───── Supplied material ─────
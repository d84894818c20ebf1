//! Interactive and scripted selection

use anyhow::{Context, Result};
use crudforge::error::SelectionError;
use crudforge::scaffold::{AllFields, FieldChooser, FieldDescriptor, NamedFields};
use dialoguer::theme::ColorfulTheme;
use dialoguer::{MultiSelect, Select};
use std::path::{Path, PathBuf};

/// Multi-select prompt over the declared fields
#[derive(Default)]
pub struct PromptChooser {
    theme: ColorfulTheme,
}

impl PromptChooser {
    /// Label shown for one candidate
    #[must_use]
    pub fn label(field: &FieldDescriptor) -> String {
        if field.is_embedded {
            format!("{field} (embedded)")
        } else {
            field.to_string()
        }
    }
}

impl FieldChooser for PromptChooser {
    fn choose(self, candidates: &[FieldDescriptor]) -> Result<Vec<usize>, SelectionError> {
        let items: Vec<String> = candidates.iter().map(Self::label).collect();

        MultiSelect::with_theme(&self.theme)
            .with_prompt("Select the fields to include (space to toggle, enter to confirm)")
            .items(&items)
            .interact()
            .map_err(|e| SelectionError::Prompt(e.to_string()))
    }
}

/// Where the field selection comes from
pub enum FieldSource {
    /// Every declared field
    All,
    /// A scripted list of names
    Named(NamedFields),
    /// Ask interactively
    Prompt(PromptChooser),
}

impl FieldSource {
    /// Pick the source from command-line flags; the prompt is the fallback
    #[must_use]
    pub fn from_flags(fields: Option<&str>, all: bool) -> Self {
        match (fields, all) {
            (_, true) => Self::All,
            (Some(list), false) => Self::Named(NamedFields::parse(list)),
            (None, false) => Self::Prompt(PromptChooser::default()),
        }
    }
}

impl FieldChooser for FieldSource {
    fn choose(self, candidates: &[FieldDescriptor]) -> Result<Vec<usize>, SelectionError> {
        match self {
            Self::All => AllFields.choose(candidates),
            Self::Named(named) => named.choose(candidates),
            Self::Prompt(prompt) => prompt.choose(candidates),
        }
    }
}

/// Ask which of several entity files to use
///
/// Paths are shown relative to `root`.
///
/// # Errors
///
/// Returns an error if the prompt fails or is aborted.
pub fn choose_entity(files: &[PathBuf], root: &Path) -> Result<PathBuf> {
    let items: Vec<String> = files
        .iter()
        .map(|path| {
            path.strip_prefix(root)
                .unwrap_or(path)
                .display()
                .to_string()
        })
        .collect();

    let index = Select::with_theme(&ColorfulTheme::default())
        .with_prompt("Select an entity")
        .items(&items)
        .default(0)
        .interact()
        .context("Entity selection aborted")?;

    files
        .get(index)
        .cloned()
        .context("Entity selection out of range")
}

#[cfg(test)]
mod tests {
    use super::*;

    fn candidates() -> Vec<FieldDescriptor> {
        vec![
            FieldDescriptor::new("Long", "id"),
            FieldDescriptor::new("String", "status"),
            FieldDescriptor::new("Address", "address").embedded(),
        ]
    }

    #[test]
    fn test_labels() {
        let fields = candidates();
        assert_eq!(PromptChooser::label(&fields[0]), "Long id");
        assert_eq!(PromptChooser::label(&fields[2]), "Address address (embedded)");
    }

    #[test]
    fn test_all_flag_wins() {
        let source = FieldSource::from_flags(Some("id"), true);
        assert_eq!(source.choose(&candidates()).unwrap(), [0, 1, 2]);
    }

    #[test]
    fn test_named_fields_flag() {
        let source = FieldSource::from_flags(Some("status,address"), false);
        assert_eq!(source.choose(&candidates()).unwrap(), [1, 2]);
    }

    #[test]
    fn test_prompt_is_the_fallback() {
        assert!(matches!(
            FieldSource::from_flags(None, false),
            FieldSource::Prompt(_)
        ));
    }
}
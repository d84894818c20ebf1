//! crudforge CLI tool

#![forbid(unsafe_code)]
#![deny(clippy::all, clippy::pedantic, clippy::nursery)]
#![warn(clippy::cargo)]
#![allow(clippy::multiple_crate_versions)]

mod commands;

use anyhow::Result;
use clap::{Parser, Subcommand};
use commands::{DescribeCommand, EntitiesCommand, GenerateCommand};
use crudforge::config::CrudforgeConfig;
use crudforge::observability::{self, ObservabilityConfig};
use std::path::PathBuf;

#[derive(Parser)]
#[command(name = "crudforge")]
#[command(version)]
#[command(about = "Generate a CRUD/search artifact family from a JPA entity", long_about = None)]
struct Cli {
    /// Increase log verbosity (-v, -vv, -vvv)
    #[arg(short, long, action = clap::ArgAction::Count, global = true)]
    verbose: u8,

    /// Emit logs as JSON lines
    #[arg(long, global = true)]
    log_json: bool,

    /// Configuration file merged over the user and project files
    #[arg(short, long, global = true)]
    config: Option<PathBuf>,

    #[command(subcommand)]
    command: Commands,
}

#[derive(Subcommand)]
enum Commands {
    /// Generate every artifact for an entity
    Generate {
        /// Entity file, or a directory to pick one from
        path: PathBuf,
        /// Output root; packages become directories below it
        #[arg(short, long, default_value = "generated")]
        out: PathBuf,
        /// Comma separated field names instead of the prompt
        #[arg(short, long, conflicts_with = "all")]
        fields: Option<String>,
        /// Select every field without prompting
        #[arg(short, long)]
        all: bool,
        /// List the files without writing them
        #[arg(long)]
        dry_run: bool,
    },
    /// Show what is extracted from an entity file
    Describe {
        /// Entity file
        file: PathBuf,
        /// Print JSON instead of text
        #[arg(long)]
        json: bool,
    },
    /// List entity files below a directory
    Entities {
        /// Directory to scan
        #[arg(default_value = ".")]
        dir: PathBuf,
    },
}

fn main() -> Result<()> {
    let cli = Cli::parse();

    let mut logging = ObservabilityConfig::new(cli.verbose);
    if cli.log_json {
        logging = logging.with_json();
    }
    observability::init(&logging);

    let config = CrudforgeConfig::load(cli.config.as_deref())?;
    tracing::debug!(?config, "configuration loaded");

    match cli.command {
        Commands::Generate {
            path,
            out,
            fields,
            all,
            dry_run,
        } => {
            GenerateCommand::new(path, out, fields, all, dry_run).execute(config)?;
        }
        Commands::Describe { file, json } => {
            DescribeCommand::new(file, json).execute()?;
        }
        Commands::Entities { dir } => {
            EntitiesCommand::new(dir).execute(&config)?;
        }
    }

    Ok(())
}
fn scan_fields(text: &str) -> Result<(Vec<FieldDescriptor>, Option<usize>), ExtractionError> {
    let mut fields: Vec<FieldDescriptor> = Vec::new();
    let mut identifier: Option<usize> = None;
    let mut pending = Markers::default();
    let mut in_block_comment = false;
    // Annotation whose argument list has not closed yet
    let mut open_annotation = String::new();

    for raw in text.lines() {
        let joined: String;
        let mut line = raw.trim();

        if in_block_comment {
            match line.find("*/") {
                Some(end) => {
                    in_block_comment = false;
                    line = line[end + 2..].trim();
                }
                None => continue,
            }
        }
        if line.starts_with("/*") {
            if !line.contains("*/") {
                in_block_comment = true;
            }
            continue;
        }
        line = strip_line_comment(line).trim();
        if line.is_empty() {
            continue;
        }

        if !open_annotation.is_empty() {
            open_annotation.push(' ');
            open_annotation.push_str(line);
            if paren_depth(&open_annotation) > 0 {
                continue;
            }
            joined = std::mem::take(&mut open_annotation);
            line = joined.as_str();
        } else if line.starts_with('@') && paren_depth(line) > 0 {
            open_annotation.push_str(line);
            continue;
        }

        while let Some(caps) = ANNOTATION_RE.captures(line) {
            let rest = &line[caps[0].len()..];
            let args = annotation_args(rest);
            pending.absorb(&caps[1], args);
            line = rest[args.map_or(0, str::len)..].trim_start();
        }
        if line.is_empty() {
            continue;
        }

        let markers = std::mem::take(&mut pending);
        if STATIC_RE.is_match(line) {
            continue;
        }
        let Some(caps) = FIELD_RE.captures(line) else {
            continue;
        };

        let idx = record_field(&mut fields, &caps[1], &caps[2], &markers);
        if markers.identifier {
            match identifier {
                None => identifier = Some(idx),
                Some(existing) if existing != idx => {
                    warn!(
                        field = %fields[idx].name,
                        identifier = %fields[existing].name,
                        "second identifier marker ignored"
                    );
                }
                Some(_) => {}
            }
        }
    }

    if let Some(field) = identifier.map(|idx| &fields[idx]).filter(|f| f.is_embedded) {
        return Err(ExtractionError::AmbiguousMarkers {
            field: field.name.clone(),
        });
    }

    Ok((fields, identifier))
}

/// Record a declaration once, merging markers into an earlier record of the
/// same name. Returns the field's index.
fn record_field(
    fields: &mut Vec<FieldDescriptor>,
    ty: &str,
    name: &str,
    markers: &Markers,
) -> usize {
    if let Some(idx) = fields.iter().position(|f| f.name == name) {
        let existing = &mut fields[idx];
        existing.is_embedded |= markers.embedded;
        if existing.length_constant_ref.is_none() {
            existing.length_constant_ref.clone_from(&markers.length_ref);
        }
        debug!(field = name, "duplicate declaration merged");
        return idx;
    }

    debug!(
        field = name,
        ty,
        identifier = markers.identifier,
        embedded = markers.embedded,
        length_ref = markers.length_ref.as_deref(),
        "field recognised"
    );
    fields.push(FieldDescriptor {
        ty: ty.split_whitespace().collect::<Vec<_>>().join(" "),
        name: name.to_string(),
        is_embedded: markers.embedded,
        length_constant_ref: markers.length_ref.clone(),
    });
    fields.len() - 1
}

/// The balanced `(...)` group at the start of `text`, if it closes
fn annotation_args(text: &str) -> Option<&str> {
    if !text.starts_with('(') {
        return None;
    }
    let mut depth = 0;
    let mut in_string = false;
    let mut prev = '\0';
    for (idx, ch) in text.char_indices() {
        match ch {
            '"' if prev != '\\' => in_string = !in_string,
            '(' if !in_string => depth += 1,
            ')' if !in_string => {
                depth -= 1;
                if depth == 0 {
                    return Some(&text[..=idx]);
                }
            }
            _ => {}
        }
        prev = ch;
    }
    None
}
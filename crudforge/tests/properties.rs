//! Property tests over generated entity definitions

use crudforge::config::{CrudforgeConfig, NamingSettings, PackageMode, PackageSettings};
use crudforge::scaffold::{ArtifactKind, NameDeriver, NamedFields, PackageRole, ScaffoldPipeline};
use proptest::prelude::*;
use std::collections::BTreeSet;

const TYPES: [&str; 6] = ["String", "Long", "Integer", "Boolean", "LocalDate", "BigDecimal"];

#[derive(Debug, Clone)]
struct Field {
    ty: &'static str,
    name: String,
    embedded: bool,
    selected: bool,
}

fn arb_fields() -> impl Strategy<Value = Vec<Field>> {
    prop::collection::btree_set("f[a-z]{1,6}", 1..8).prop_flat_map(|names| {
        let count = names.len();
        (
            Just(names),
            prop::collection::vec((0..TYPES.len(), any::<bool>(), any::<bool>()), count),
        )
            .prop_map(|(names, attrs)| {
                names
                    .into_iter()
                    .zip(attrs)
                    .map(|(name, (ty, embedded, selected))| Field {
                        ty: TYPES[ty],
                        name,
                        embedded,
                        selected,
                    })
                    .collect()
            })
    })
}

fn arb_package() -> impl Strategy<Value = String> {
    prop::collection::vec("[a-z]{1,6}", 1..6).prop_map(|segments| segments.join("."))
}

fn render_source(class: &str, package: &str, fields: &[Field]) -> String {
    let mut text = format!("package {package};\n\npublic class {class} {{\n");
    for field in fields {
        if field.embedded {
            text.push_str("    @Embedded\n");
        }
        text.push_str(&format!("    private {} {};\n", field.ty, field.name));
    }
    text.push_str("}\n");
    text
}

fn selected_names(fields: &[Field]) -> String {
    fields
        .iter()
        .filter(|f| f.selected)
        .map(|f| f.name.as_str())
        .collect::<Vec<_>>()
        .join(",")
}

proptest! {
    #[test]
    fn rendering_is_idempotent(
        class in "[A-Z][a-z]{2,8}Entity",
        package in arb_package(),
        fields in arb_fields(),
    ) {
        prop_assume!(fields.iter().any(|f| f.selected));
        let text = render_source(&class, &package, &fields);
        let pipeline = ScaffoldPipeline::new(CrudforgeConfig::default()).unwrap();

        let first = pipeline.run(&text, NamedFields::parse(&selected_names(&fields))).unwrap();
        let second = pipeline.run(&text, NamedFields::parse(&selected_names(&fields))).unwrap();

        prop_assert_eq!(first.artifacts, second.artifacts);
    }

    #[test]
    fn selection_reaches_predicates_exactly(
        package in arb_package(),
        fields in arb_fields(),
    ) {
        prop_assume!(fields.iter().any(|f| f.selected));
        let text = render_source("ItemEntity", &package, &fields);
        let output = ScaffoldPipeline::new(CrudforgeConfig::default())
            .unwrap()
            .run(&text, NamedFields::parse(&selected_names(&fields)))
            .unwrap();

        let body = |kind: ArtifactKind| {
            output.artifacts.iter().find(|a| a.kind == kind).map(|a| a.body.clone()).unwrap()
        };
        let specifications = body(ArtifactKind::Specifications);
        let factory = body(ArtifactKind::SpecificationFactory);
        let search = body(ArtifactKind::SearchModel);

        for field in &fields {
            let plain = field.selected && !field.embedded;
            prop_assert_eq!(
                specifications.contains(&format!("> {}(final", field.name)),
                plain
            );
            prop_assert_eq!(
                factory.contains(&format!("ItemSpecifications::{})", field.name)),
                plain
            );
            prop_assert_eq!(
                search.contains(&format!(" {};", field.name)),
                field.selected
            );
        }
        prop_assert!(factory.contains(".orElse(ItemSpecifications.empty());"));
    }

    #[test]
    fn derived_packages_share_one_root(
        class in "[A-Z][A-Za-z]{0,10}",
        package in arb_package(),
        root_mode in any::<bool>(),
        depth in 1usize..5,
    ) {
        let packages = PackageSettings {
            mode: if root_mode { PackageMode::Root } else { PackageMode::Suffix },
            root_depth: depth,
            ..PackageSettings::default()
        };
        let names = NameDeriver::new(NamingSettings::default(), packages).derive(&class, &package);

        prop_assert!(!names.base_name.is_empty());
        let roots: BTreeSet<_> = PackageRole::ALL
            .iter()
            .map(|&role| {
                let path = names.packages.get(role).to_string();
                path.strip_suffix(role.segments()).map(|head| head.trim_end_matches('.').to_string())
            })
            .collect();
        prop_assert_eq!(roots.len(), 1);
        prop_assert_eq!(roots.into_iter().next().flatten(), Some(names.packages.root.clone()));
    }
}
─────
§ Work to complete: Please output only the lines from the first line of the entries through the line with "MultiSelect::with_theme(&self.theme)", both included, exactly as written.

§ Finished exercise:
repository d84894818c20ebf1
//! Interactive and scripted selection

use anyhow::{Context, Result};
use crudforge::error::SelectionError;
use crudforge::scaffold::{AllFields, FieldChooser, FieldDescriptor, NamedFields};
use dialoguer::theme::ColorfulTheme;
use dialoguer::{MultiSelect, Select};
use std::path::{Path, PathBuf};

/// Multi-select prompt over the declared fields
#[derive(Default)]
pub struct PromptChooser {
    theme: ColorfulTheme,
}

impl PromptChooser {
    /// Label shown for one candidate
    #[must_use]
    pub fn label(field: &FieldDescriptor) -> String {
        if field.is_embedded {
            format!("{field} (embedded)")
        } else {
            field.to_string()
        }
    }
}

impl FieldChooser for PromptChooser {
    fn choose(self, candidates: &[FieldDescriptor]) -> Result<Vec<usize>, SelectionError> {
        let items: Vec<String> = candidates.iter().map(Self::label).collect();

        MultiSelect::with_theme(&self.theme)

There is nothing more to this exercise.